> _Available records_

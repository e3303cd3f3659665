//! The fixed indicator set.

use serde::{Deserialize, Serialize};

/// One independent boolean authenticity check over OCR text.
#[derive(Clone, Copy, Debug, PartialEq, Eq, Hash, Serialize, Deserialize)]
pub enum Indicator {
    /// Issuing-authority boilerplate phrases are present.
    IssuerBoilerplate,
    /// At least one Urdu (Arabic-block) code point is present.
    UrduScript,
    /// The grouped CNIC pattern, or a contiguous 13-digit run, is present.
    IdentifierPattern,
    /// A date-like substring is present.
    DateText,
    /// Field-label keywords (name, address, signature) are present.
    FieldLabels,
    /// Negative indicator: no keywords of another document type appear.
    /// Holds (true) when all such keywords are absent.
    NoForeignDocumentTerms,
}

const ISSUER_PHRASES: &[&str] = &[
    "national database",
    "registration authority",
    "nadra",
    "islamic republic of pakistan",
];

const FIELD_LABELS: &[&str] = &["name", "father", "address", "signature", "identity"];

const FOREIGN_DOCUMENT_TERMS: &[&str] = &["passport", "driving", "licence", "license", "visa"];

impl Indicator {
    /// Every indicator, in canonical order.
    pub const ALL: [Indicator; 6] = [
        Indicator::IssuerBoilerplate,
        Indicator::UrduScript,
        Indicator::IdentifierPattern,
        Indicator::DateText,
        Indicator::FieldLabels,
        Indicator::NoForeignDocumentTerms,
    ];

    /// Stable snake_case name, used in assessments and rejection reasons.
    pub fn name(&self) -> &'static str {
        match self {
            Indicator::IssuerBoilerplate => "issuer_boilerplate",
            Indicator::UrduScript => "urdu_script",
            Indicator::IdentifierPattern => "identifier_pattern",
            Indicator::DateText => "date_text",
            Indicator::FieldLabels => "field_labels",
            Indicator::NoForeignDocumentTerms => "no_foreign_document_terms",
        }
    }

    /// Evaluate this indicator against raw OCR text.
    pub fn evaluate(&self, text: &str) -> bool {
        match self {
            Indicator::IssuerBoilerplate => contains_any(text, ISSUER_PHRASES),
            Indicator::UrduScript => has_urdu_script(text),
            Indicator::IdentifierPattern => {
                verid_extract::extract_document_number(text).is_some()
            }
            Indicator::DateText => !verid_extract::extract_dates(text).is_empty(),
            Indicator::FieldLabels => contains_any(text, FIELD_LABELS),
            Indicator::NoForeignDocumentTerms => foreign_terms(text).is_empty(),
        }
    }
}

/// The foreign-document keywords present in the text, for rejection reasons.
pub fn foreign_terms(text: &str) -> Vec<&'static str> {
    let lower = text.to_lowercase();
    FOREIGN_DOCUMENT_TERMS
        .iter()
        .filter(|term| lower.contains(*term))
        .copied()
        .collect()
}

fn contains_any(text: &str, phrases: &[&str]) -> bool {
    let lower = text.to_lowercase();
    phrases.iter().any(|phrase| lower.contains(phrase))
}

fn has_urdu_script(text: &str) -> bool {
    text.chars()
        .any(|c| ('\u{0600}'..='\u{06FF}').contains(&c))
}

--

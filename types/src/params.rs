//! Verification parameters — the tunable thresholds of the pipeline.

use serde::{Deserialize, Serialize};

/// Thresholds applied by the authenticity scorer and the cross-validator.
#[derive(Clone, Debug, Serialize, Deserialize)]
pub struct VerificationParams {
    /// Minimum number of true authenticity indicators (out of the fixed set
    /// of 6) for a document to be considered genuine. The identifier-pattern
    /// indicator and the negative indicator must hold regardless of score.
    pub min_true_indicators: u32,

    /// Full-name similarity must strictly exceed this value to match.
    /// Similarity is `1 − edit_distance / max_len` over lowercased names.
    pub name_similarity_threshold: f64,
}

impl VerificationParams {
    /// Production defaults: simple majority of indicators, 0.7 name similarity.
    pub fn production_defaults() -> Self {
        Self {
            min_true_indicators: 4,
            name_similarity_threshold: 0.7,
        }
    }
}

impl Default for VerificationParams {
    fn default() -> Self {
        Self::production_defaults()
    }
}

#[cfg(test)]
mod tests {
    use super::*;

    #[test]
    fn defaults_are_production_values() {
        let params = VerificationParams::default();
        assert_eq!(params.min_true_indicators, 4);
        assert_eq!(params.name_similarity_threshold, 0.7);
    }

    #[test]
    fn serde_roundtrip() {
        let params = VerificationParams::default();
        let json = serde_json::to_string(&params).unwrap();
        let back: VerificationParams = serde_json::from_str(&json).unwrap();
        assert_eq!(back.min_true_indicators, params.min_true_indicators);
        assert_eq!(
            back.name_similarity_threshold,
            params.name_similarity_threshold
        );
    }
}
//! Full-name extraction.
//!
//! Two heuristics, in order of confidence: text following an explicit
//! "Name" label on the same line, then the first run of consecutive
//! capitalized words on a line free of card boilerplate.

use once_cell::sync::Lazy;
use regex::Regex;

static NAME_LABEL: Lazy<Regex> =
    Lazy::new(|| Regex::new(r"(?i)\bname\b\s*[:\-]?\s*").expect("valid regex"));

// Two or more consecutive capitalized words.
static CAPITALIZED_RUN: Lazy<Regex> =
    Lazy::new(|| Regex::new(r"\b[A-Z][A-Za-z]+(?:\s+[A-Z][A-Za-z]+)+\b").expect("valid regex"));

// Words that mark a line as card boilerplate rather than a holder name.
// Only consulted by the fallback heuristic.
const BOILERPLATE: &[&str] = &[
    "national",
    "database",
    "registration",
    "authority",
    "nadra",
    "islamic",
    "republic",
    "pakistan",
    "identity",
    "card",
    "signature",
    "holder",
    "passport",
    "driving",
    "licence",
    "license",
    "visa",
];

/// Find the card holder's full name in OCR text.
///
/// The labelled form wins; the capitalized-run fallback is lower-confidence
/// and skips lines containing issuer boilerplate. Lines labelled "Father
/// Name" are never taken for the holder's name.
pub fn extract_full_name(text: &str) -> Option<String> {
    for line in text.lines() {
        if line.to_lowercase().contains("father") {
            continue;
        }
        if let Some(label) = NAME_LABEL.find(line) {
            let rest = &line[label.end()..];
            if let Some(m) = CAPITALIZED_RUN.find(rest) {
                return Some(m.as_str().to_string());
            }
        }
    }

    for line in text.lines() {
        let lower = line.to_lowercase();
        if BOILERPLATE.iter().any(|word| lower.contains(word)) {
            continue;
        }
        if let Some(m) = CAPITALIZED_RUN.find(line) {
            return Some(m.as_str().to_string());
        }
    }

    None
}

> _Task statement_
Go through the records line by line, and copy each line that holds the string "IssuerBoilerplate".

> _Task result_
    IssuerBoilerplate,
        Indicator::IssuerBoilerplate,
            Indicator::IssuerBoilerplate => "issuer_boilerplate",
            Indicator::IssuerBoilerplate => contains_any(text, ISSUER_PHRASES),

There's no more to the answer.